Nineteen-year-old Ashwini Khanna’s (name changed) life turned upside down when she underwent a routine gynaecological check-up. She was tested positive for the human papillomavirus, putting her at risk of developing cervical cancer.The college student went to her doctor when she experienced pain in her vagina, after having unprotected sex.
“It is unfortunate but true. Many young girls have tested positive for this virus, which is a precursor for cervical cancer. There is no cure for this virus. All we can do is keep screening her, if the cancer develops we will treat her for it,” said Dr Rishma Pai, gynaecologist, Lilavati hospital.
Doctors say that the number of young girls with sexually transmitted diseases (STD) has shot up immensely in the past year.
“Most girls tell us that they took emergency contraception and encouraged their boyfriends to leave the condom. Girls think only in terms of pregnancy but they don’t know what kind of diseases they can get. I have never seen the number of herpes virus infections that I am seeing now,” added Pai.
In the past year, the sale of emergency contraception has gone up by 300 per cent, according to the Retail and Dispensing Chemist Associa-tion of Maharashtra.
Though exact figures aren’t known, doctors report that condom usage has gone down.
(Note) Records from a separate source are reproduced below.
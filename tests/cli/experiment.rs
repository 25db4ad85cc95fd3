//! End-to-end experiment tests against a fake `gh`.

use crate::support::*;

#[cfg(unix)]
mod with_fake_gh {
    use super::*;

    #[test]
    fn test_cross_job_reproduces_bug() {
        let t = Test::fast();
        t.serve_log(&cross_job_log(CROSS_V1));

        let output = t
            .gh_cmd()
            .args(["--stamp", STAMP, "cross-job"])
            .output()
            .unwrap();
        assert_success(&output);
        assert_stdout_contains(&output, "run 101 discovered");
        assert_stdout_contains(&output, "Bug reproduced.");

        assert_eq!(t.secret_history(), [CROSS_V1, CROSS_V2, "placeholder"]);
        let trigger = t.trigger_args().unwrap();
        assert!(trigger.contains("maskrace-cross-job.yml --ref main -f wait_seconds=30"));
    }

    #[test]
    fn test_flags_reach_the_platform() {
        let t = Test::fast();
        t.serve_log(&cross_job_log("***"));

        let output = t
            .gh_cmd()
            .env("WAIT", "45")
            .args(["--stamp", STAMP, "--repo", "octo/demo", "--branch", "dev"])
            .args(["--secret", "OTHER", "mitigated"])
            .output()
            .unwrap();
        assert_success(&output);

        let trigger = t.trigger_args().unwrap();
        assert!(trigger.contains("maskrace-mitigated.yml --ref dev -f wait_seconds=45"));
        assert!(trigger.contains("--repo octo/demo"));
        assert_stdout_contains(&output, "Not reproduced");
    }

    #[test]
    fn test_run_not_found_still_resets_secret() {
        let t = Test::fast();
        t.switch("no_runs");

        let output = t
            .gh_cmd()
            .args(["--stamp", STAMP, "cross-job"])
            .output()
            .unwrap();
        assert_failure(&output);
        assert_stderr_contains(&output, "no active run of maskrace-cross-job.yml on main");
        assert_stderr_contains(&output, "gh run list");
        assert_eq!(t.secret_history(), [CROSS_V1, "placeholder"]);
    }

    #[test]
    fn test_trigger_failure_still_resets_secret() {
        let t = Test::fast();
        t.switch("fail_trigger");

        let output = t
            .gh_cmd()
            .args(["--stamp", STAMP, "cross-job"])
            .output()
            .unwrap();
        assert_failure(&output);
        assert_stderr_contains(&output, "failed to trigger workflow");
        assert_eq!(t.secret_history(), [CROSS_V1, "placeholder"]);
    }

    #[test]
    fn test_secret_failure_is_fatal() {
        let t = Test::fast();
        t.switch("fail_secret");

        let output = t
            .gh_cmd()
            .args(["--stamp", STAMP, "cross-job"])
            .output()
            .unwrap();
        assert_failure(&output);
        assert_stderr_contains(&output, "failed to set secret MASKRACE_SECRET");
        assert!(t.trigger_args().is_none());
    }

    #[test]
    fn test_failed_run_is_still_analyzed() {
        let t = Test::fast();
        t.switch("fail_watch");
        t.serve_log(&cross_job_log(CROSS_V1));

        let output = t
            .gh_cmd()
            .args(["--stamp", STAMP, "cross-job"])
            .output()
            .unwrap();
        assert_success(&output);
        assert_stdout_contains(&output, "analyzing anyway");
        assert_stdout_contains(&output, "Bug reproduced.");
    }

    #[test]
    fn test_save_log() {
        let t = Test::fast();
        let log = cross_job_log(CROSS_V1);
        t.serve_log(&log);

        let output = t
            .gh_cmd()
            .args(["--stamp", STAMP, "cross-job", "--save-log", "saved.log"])
            .output()
            .unwrap();
        assert_success(&output);

        let saved = std::fs::read_to_string(t.dir.path().join("saved.log")).unwrap();
        assert_eq!(saved, log);
    }

    #[test]
    fn test_unwritable_save_path_keeps_report() {
        let t = Test::fast();
        t.serve_log(&cross_job_log(CROSS_V1));

        let output = t
            .gh_cmd()
            .args(["--stamp", STAMP, "cross-job", "--save-log", "no/such/dir/run.log"])
            .output()
            .unwrap();
        assert_success(&output);
        assert_stdout_contains(&output, "Bug reproduced.");
        assert_stdout_contains(&output, "could not save log");
    }

    #[test]
    fn test_late_rotates_after_delay() {
        let t = Test::fast();
        t.serve_log(&log_line("print", "Show value", "value: late-v1-1700000000"));

        let output = t
            .gh_cmd()
            .args(["--stamp", STAMP, "--wait", "0", "late"])
            .output()
            .unwrap();
        assert_success(&output);
        assert_stdout_contains(&output, "Leak reproduced: V1 printed in cleartext by print.");
        assert_eq!(
            t.secret_history(),
            ["late-v1-1700000000", "late-v2-1700000000", "placeholder"]
        );
        let trigger = t.trigger_args().unwrap();
        assert!(trigger.contains("-f wait_seconds=0"));
    }

    #[test]
    fn test_out_of_range_wait_is_rejected() {
        let t = Test::new();
        t.write_profile(&format!("{}late_fraction = 1.0\n", FAST_PROFILE));

        let output = t
            .gh_cmd()
            .env("WAIT", u64::MAX.to_string())
            .args(["--stamp", STAMP, "late"])
            .output()
            .unwrap();
        assert_failure(&output);
        assert_stderr_contains(&output, "invalid config value wait");
        assert!(t.secret_history().is_empty());
        assert!(t.trigger_args().is_none());
    }

    #[test]
    fn test_bypass_does_not_rotate() {
        let t = Test::fast();
        t.serve_log(&log_line("encode", "literal", "***"));

        let output = t
            .gh_cmd()
            .args(["--stamp", STAMP, "bypass"])
            .output()
            .unwrap();
        assert_success(&output);
        assert_stdout_contains(&output, "literal value masked.");
        assert_eq!(t.secret_history(), ["bypass-v1-1700000000", "placeholder"]);
    }

    #[test]
    fn test_rapid_rotates_every_version() {
        let t = Test::fast();
        t.serve_log(&log_line("print", "Show value", "value: ***"));

        let output = t
            .gh_cmd()
            .args(["--stamp", STAMP, "--rapid", "2", "rapid"])
            .output()
            .unwrap();
        assert_success(&output);
        assert_eq!(
            t.secret_history(),
            [
                "rapid-v1-1700000000",
                "rapid-v2-1700000000",
                "rapid-v3-1700000000",
                "placeholder",
            ]
        );
        assert_stdout_contains(&output, "No leak: print printed none of 3 values.");
    }

    #[test]
    fn test_missing_gh() {
        let t = Test::fast();
        let empty = tempfile::TempDir::new().unwrap();

        let output = t
            .cmd()
            .env("PATH", empty.path())
            .args(["--stamp", STAMP, "cross-job"])
            .output()
            .unwrap();
        assert_failure(&output);
        assert_stderr_contains(&output, "gh CLI not found");
    }
}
The increasing casualness about sex and multiple partners worsens the problem.
“The seriousness of using a barrier protection is being lost on both girls and boys,” said Dr Suchitra Pandit, gynaecologist, Kokilaben Dhirubai Ambani hospital.
Dr Ashwini Gandhi, gynaecologist at Hinduja hospital, said: “Though I have seen infections that are mild and not so serious, what these girls don’t know is these infections can lead to infertility if it enters the fallopian tubes or uterine cavity,” she added.
Doctors feel condom usage must be promoted more aggressively and advertisements of emergency contraception should stress on STDs.
“People focus too much on avoiding a pregnancy and simply forget the other precautions,” said Dr Vanita Raut, gynaecologist, Hiranandani hospital.
“Most of the blame for more infections would be on increased risk-taking behaviour by replacing emergency contraception for regular condom usage,” she said.
“The packets should tell girls they are putting themselves at a risk of serious ailments by taking it regularly,” she added.